:: Data supplied

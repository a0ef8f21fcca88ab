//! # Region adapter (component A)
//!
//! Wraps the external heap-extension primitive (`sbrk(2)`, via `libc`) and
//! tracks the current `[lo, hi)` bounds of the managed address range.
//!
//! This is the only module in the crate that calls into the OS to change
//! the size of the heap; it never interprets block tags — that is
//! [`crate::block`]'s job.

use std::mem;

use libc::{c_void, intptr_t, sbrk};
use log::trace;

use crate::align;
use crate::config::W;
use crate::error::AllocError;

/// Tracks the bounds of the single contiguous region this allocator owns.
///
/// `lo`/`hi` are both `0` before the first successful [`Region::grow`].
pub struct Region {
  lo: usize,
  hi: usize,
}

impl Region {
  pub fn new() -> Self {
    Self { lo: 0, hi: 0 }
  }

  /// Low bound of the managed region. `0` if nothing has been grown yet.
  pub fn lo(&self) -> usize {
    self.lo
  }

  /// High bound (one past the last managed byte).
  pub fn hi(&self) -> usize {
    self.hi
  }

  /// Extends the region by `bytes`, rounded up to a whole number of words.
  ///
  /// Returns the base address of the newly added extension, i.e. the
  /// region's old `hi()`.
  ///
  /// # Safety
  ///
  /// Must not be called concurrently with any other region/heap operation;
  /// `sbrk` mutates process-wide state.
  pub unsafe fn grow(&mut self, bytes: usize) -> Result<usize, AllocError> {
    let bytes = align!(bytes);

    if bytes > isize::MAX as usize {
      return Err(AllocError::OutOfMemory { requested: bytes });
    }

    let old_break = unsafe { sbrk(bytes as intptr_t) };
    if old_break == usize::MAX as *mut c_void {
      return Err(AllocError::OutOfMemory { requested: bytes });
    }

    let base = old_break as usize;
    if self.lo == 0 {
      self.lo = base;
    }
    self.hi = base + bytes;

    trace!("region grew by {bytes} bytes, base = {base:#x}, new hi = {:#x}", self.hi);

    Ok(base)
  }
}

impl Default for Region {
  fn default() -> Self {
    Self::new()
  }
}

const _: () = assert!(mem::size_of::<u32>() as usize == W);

::::
:: Data supplied

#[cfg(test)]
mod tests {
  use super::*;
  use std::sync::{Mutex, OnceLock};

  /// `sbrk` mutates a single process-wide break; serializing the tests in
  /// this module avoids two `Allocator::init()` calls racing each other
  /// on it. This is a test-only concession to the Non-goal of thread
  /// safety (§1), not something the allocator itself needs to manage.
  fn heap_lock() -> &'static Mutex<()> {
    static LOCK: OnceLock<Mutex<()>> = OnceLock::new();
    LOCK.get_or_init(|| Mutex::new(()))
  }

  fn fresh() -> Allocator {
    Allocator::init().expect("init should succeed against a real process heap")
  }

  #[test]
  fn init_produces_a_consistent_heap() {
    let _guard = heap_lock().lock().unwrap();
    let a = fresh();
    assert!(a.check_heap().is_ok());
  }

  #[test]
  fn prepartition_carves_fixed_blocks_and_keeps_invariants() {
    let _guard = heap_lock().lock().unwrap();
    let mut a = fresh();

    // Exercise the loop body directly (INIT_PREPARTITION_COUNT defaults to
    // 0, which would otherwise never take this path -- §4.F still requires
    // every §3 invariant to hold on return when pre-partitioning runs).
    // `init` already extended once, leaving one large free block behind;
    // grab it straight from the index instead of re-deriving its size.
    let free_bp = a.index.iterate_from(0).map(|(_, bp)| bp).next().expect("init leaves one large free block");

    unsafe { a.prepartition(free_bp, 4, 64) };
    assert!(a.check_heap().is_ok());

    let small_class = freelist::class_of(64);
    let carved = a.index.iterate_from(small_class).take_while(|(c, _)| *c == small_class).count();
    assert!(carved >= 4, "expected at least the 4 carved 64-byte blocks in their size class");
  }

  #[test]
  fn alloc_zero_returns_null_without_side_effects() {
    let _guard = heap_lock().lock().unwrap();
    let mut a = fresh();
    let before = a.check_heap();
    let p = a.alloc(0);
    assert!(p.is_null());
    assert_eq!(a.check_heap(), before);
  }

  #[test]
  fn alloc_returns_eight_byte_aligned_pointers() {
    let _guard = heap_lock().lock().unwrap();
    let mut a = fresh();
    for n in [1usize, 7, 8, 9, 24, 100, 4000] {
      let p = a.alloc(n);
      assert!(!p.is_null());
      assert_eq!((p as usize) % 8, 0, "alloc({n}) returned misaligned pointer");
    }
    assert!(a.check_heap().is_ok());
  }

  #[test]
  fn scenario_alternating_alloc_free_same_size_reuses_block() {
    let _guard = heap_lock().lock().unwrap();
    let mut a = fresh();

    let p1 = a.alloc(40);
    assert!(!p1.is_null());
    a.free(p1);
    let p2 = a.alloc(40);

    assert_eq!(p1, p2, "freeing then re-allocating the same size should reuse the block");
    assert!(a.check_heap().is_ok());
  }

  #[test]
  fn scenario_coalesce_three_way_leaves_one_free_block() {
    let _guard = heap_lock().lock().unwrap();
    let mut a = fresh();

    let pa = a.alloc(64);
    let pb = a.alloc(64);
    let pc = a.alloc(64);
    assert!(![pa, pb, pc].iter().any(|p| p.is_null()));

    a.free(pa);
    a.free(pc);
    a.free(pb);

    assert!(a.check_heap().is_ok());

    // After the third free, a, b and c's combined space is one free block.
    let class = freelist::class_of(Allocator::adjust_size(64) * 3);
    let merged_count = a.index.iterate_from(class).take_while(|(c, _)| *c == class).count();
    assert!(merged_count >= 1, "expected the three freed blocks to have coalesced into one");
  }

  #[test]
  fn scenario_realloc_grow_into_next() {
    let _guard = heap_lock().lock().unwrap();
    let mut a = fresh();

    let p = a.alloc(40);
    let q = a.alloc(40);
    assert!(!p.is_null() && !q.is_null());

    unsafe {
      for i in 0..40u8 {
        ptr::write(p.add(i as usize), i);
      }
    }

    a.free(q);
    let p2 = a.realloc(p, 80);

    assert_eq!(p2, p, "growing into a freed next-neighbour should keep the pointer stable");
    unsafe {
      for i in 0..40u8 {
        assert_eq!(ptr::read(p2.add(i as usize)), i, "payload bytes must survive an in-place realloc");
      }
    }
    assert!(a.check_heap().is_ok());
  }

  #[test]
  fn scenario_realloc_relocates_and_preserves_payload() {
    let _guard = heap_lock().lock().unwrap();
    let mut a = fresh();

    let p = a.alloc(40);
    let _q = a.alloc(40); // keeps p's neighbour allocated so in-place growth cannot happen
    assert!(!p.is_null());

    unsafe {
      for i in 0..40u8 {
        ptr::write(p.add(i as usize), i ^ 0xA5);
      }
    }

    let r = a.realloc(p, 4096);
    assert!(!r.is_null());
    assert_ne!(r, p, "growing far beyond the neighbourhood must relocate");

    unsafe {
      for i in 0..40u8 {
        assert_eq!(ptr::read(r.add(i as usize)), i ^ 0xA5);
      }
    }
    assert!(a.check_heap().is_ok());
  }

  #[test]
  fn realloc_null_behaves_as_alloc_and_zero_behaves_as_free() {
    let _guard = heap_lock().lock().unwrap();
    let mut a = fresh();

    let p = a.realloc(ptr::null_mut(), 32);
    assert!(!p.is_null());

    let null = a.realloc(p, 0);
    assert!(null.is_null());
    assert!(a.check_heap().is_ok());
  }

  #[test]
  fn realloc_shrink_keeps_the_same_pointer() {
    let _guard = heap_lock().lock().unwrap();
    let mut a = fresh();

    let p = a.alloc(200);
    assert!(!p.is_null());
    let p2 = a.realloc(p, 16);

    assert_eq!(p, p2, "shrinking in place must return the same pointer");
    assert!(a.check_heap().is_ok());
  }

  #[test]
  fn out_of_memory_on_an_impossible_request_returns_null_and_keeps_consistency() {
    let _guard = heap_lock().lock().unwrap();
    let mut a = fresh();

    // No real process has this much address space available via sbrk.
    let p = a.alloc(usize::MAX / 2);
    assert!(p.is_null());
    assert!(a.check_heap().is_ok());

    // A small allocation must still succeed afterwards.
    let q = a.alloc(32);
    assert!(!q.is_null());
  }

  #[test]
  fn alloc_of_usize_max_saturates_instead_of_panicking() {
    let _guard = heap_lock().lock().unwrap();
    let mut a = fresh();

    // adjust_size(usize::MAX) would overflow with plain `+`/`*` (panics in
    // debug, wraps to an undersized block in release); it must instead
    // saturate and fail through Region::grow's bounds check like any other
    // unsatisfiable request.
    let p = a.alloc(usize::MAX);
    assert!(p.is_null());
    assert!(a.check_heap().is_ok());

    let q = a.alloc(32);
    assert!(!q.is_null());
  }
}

::::
:: Data supplied

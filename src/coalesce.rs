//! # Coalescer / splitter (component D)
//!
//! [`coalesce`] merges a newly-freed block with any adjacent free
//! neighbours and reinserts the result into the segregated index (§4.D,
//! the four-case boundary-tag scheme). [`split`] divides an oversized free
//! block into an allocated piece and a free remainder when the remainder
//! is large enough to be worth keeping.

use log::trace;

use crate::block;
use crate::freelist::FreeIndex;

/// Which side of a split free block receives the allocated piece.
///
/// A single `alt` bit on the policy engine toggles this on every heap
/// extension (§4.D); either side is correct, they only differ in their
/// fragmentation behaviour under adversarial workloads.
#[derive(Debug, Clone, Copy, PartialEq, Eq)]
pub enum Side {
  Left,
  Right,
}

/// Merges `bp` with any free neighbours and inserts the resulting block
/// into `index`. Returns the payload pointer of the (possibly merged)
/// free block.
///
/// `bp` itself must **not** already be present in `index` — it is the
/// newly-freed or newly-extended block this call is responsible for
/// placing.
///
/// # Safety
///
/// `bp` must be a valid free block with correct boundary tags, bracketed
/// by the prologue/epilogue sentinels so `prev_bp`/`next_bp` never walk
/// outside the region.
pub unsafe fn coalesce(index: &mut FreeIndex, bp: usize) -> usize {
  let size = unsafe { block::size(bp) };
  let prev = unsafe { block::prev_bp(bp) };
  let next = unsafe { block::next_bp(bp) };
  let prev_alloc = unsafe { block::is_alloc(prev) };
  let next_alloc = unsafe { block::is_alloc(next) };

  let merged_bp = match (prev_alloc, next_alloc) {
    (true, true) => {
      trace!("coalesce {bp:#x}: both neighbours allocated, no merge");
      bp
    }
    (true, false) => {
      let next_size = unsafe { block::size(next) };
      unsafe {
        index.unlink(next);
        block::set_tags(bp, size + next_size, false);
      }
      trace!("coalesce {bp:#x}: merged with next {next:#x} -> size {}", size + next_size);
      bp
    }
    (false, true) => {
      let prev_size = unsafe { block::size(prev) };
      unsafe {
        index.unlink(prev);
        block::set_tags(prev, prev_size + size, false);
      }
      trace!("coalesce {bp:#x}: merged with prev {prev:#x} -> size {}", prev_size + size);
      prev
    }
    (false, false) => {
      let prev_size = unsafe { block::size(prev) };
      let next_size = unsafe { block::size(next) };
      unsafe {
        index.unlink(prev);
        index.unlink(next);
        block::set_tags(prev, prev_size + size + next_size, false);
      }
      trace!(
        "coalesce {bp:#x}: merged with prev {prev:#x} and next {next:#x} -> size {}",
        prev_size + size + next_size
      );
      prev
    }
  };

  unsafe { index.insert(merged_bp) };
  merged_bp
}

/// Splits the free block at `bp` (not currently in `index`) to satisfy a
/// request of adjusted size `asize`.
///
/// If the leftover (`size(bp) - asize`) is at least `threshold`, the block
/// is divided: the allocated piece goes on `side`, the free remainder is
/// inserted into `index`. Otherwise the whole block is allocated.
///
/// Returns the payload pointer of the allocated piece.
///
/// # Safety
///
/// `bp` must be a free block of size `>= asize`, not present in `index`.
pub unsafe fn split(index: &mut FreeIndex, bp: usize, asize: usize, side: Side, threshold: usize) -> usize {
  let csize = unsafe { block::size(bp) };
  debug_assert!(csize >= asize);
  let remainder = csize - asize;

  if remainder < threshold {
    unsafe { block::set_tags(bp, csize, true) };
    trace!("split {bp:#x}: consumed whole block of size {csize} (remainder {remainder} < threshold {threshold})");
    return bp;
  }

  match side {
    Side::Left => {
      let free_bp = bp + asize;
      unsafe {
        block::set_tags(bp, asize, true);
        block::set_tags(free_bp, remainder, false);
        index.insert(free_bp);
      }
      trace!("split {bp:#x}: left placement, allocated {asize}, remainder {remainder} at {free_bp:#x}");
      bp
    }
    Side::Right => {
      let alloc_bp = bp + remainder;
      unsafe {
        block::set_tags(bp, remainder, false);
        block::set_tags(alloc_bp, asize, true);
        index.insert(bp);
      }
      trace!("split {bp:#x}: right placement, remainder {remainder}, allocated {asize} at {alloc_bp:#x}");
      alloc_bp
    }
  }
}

::::

__What to work on__: Determine the number of lines in the entries above where the string "should" appears. Answer with the number alone.

__Solution for this task__: 3